The test data which was sent by the pilot publisher was analyzed and in accordance with all participants (publishers, libraries) and the DINI-AG Electronic publishing a metadata schema has been developed. Reusability and conformance with existing standards, interfaces and delivering systems with everyone evolved is the aspired goal. If this can not be achieved with a metadata schema, additional methods for data conversion, standardization and enrichment will be discussed.

It is important to consider different perspectives and combine them pragmatical:

1. Publishers’ perspective. According to the DNB (Section: Acquiring Net publications) most publishers deliver their publications with a ONIX metadata format. The national library also supports MARCXML and XMetaDissPlus.14. In general, publishers support formats based on Dublin Core (DC).

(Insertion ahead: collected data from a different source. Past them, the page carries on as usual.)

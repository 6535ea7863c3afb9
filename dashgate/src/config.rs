//! Configuration management via environment variables
//!
//! Provides helper functions for reading environment variables with fallback
//! to deprecated variable names with warning logs, and the gate configuration
//! assembled from them.

use crate::common::error::GateError;
use std::path::PathBuf;
use std::time::Duration;

/// Default idle lifetime of a session, in seconds.
pub const DEFAULT_SESSION_TTL_SECS: u64 = 1440;

/// Get an environment variable with fallback to a deprecated name
///
/// If the new variable name is set, returns its value.
/// If only the old (deprecated) variable name is set, returns its value
/// and logs a deprecation warning.
///
/// # Example
/// ```
/// use dashgate::config::get_env_with_fallback;
///
/// let port = get_env_with_fallback("DASHGATE_PORT", "GATE_PORT");
/// ```
pub fn get_env_with_fallback(new_name: &str, old_name: &str) -> Option<String> {
    if let Ok(val) = std::env::var(new_name) {
        return Some(val);
    }
    if let Ok(val) = std::env::var(old_name) {
        tracing::warn!(
            "Environment variable '{}' is deprecated, use '{}' instead",
            old_name,
            new_name
        );
        return Some(val);
    }
    None
}

/// Get an environment variable with fallback and default value
pub fn get_env_with_fallback_or(new_name: &str, old_name: &str, default: &str) -> String {
    get_env_with_fallback(new_name, old_name).unwrap_or_else(|| default.to_string())
}

/// Get an environment variable with fallback, parsing to a specific type
///
/// Falls back to `default` when neither variable is set or parsing fails.
/// A value that fails to parse is logged at `warn`.
pub fn get_env_with_fallback_parse<T: std::str::FromStr + std::fmt::Display>(
    new_name: &str,
    old_name: &str,
    default: T,
) -> T {
    let Some(raw) = get_env_with_fallback(new_name, old_name) else {
        return default;
    };
    match raw.trim().parse() {
        Ok(value) => value,
        Err(_) => {
            tracing::warn!(
                "Invalid value {:?} for '{}', using default {}",
                raw,
                new_name,
                default
            );
            default
        }
    }
}

/// Get a boolean flag (`true/1/yes/on`, case-insensitive) with fallback
pub fn get_env_flag(new_name: &str, old_name: &str) -> bool {
    get_env_with_fallback(new_name, old_name)
        .map(|value| {
            matches!(
                value.trim().to_ascii_lowercase().as_str(),
                "1" | "true" | "yes" | "on"
            )
        })
        .unwrap_or(false)
}

fn require_env(new_name: &str, old_name: &str) -> Result<String, GateError> {
    match get_env_with_fallback(new_name, old_name) {
        Some(value) if !value.is_empty() => Ok(value),
        _ => Err(GateError::Config(format!("{new_name} must be set"))),
    }
}

/// Gate configuration
///
/// The credential pair and the dashboard URL are process-wide and never
/// change after startup.
#[derive(Debug, Clone, PartialEq, Eq)]
pub struct GateConfig {
    /// Email accepted by the gate (compared verbatim).
    pub email: String,
    /// Password accepted by the gate (compared verbatim).
    pub password: String,
    /// Opaque embed URL shown in the iframe.
    pub dashboard_url: String,
    /// Append-only audit log, kept outside any served directory.
    pub audit_log_path: PathBuf,
    /// Path the gate is mounted on; also the redirect target.
    pub base_path: String,
    /// Title of both pages.
    pub page_title: String,
    /// Idle lifetime of a session.
    pub session_ttl: Duration,
    /// Take the client IP from `X-Forwarded-For` / `Forwarded` headers.
    pub trust_proxy: bool,
}

impl GateConfig {
    /// Build a configuration with defaults for everything except the
    /// credential pair and the dashboard URL.
    pub fn new(
        email: impl Into<String>,
        password: impl Into<String>,
        dashboard_url: impl Into<String>,
    ) -> Self {
        Self {
            email: email.into(),
            password: password.into(),
            dashboard_url: dashboard_url.into(),
            audit_log_path: default_audit_log_path(),
            base_path: "/".to_string(),
            page_title: "Dashboard Access".to_string(),
            session_ttl: Duration::from_secs(DEFAULT_SESSION_TTL_SECS),
            trust_proxy: false,
        }
    }

    /// Load the configuration from environment variables.
    pub fn from_env() -> Result<Self, GateError> {
        let email = require_env("DASHGATE_EMAIL", "GATE_EMAIL")?;
        let password = require_env("DASHGATE_PASSWORD", "GATE_PASSWORD")?;
        let dashboard_url = require_env("DASHGATE_DASHBOARD_URL", "GATE_DASHBOARD_URL")?;

        let mut config = Self::new(email.trim(), password, dashboard_url);

        if let Some(path) = get_env_with_fallback("DASHGATE_AUDIT_LOG", "GATE_AUDIT_LOG") {
            config.audit_log_path = PathBuf::from(path);
        }
        config.base_path = normalize_base_path(&get_env_with_fallback_or(
            "DASHGATE_BASE_PATH",
            "GATE_BASE_PATH",
            "/",
        ));
        validate_base_path(&config.base_path)?;
        config.page_title =
            get_env_with_fallback_or("DASHGATE_PAGE_TITLE", "GATE_PAGE_TITLE", "Dashboard Access");
        config.session_ttl = Duration::from_secs(get_env_with_fallback_parse(
            "DASHGATE_SESSION_TTL_SECS",
            "GATE_SESSION_TTL_SECS",
            DEFAULT_SESSION_TTL_SECS,
        ));
        config.trust_proxy = get_env_flag("DASHGATE_TRUST_PROXY", "GATE_TRUST_PROXY");

        Ok(config)
    }

    /// Override the audit log path.
    pub fn with_audit_log_path(mut self, path: impl Into<PathBuf>) -> Self {
        self.audit_log_path = path.into();
        self
    }

    /// Override the mount path.
    pub fn with_base_path(mut self, base_path: &str) -> Self {
        self.base_path = normalize_base_path(base_path);
        self
    }
}

/// Default audit log location: `~/.dashgate/access_log.txt`
pub fn default_audit_log_path() -> PathBuf {
    let home = std::env::var("HOME")
        .or_else(|_| std::env::var("USERPROFILE"))
        .map(PathBuf::from)
        .unwrap_or_else(|_| PathBuf::from("."));
    home.join(".dashgate").join("access_log.txt")
}

/// Normalize a mount path: empty becomes `/`, a leading slash is enforced
/// and a trailing slash is dropped.
pub fn normalize_base_path(raw: &str) -> String {
    let trimmed = raw.trim().trim_end_matches('/');
    if trimmed.is_empty() {
        return "/".to_string();
    }
    if trimmed.starts_with('/') {
        trimmed.to_string()
    } else {
        format!("/{trimmed}")
    }
}

/// Check that a normalized mount path can be used as a route, a `Location`
/// header and a cookie `Path` attribute.
///
/// Only visible ASCII is accepted. `;` and `,` would end the cookie
/// attribute, and `:`, `*`, `{`, `}` are route captures.
pub fn validate_base_path(path: &str) -> Result<(), GateError> {
    let invalid = path
        .chars()
        .find(|c| !c.is_ascii_graphic() || matches!(c, ';' | ',' | ':' | '*' | '{' | '}'));
    match invalid {
        Some(c) => Err(GateError::Config(format!(
            "DASHGATE_BASE_PATH contains an unsupported character {c:?}: {path:?}"
        ))),
        None => Ok(()),
    }
}
//! serve サブコマンド
//!
//! ゲートサーバーを起動します。

use clap::Args;

/// serve サブコマンドの引数
#[derive(Args, Debug, Clone)]
pub struct ServeArgs {
    /// Listen port
    #[arg(short, long, default_value = "8080", env = "DASHGATE_PORT")]
    pub port: u16,

    /// Bind address
    #[arg(short = 'H', long, default_value = "0.0.0.0", env = "DASHGATE_HOST")]
    pub host: String,
}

2. Libraries’ perspective. In an ideal case the metadata should be able to be integrated in a library catalog or a discovery system. An important concern is the sufficient depth of the metadata, meaning they should represent the complexity and relations of a publications (e.g. relationships between articles, authors, title of the journal, etc.). With regards to the future role of libraries as data recipients the association needs to be taken into consideration. For this the additional affiliations (associated University, scientific instituion, institute, etc) of the authors needs to be apart of the Metadata, so that this selection can be achieved.

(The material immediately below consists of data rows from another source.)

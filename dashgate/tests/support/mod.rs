//! 統合テスト共通ヘルパー
//!
//! テストバイナリごとに使う関数が異なるため、未使用警告は抑止する。
#![allow(dead_code)]

pub mod gate;
pub mod http;
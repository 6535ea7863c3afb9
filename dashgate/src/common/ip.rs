//! IPアドレス正規化ユーティリティ
//!
//! IPv4-mapped IPv6アドレスをIPv4に正規化し、プロキシヘッダーから
//! クライアントIPを取り出す

use axum::http::HeaderMap;
use std::net::{IpAddr, SocketAddr};

/// IPアドレスを正規化する
///
/// IPv4-mapped IPv6（::ffff:x.x.x.x）をIPv4に変換。
/// それ以外はそのまま返す。
pub fn normalize_ip(addr: IpAddr) -> IpAddr {
    match addr {
        IpAddr::V6(v6) => {
            if let Some(v4) = v6.to_ipv4_mapped() {
                IpAddr::V4(v4)
            } else {
                IpAddr::V6(v6)
            }
        }
        v4 => v4,
    }
}

/// SocketAddrからIPアドレスを抽出し正規化する
pub fn normalize_socket_ip(addr: &SocketAddr) -> IpAddr {
    normalize_ip(addr.ip())
}

/// 監査ログに記録するクライアントIPを決定する
///
/// `trust_proxy` が有効な場合のみ転送ヘッダーを参照し、
/// それ以外は接続元アドレスを使う。
pub fn resolve_client_ip(
    peer: Option<&SocketAddr>,
    headers: &HeaderMap,
    trust_proxy: bool,
) -> Option<IpAddr> {
    if trust_proxy {
        if let Some(ip) = extract_client_ip_from_forwarded_headers(headers) {
            return Some(ip);
        }
    }
    peer.map(normalize_socket_ip)
}

/// `X-Forwarded-For` → `Forwarded: for=` の順にクライアントIPを探す
pub fn extract_client_ip_from_forwarded_headers(headers: &HeaderMap) -> Option<IpAddr> {
    extract_x_forwarded_for(headers).or_else(|| extract_forwarded_for(headers))
}

fn extract_x_forwarded_for(headers: &HeaderMap) -> Option<IpAddr> {
    let value = headers.get("x-forwarded-for")?.to_str().ok()?;
    value
        .split(',')
        .map(str::trim)
        .find_map(parse_forwarded_ip_candidate)
}

fn extract_forwarded_for(headers: &HeaderMap) -> Option<IpAddr> {
    let value = headers.get("forwarded")?.to_str().ok()?;
    value.split(',').find_map(|entry| {
        entry
            .split(';')
            .filter_map(|pair| pair.split_once('='))
            .find_map(|(key, value)| {
                if key.trim().eq_ignore_ascii_case("for") {
                    parse_forwarded_ip_candidate(value.trim())
                } else {
                    None
                }
            })
    })
}

fn parse_forwarded_ip_candidate(value: &str) -> Option<IpAddr> {
    let trimmed = value.trim().trim_matches('"');
    // 難読化識別子（_hidden）や unknown は採用しない
    if trimmed.is_empty() || trimmed.eq_ignore_ascii_case("unknown") || trimmed.starts_with('_') {
        return None;
    }

    let host = if let Some(stripped) = trimmed.strip_prefix('[') {
        stripped.split(']').next().unwrap_or_default().trim()
    } else {
        trimmed
    };

    if let Ok(ip) = host.parse::<IpAddr>() {
        return Some(normalize_ip(ip));
    }

    if let Some((ip_candidate, _port)) = host.rsplit_once(':') {
        if !ip_candidate.contains(':') {
            if let Ok(ip) = ip_candidate.parse::<IpAddr>() {
                return Some(normalize_ip(ip));
            }
        }
    }

    None
}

3. Repository software perspective. According to the 2014 ‘Census of Open Access Repositories’ Germany, Austria and Switzerland primarily use OPUS (53,3%), followed by EPrints (15,1%) and DSpace (7,2%). Worldwide DSpace is the most prevalent repository software (1.161) compared to EPrints (380) and OPUS (70). OAI-PMH can be assumed to be the interface for interoperability, SWORD is also often supported (EPrints, DSpace, not in OPUS). The format is usually Dublin Core (DC) (or loosely based on it). The well-known repositories Europe PMC and PubMed also use DC. In accordance with DRIVER and OpenAIRE a controlled vocabulary for European repositories called info:eu-repo has been developed. This also needs to be taken into consideration. The participants are therefore in contact with the interest group “Controlled Vocabularies for Repository Assets” of the Confederation of Open Access Repositories (COAR).

The project DeepGreen organized a two day workshop in April 2016, at which academic experts, information infrastructure experts and publishers discussed requirements for the metadata schema and the workflow. The workshop was also used as a platform to discuss possibe future scenarios for the DeepGreen infrastructure. The goal was to adress gaps in the current protocols (workflow) and standards (metadata). Topics such as author and institutional identification methods were also part of the discussion.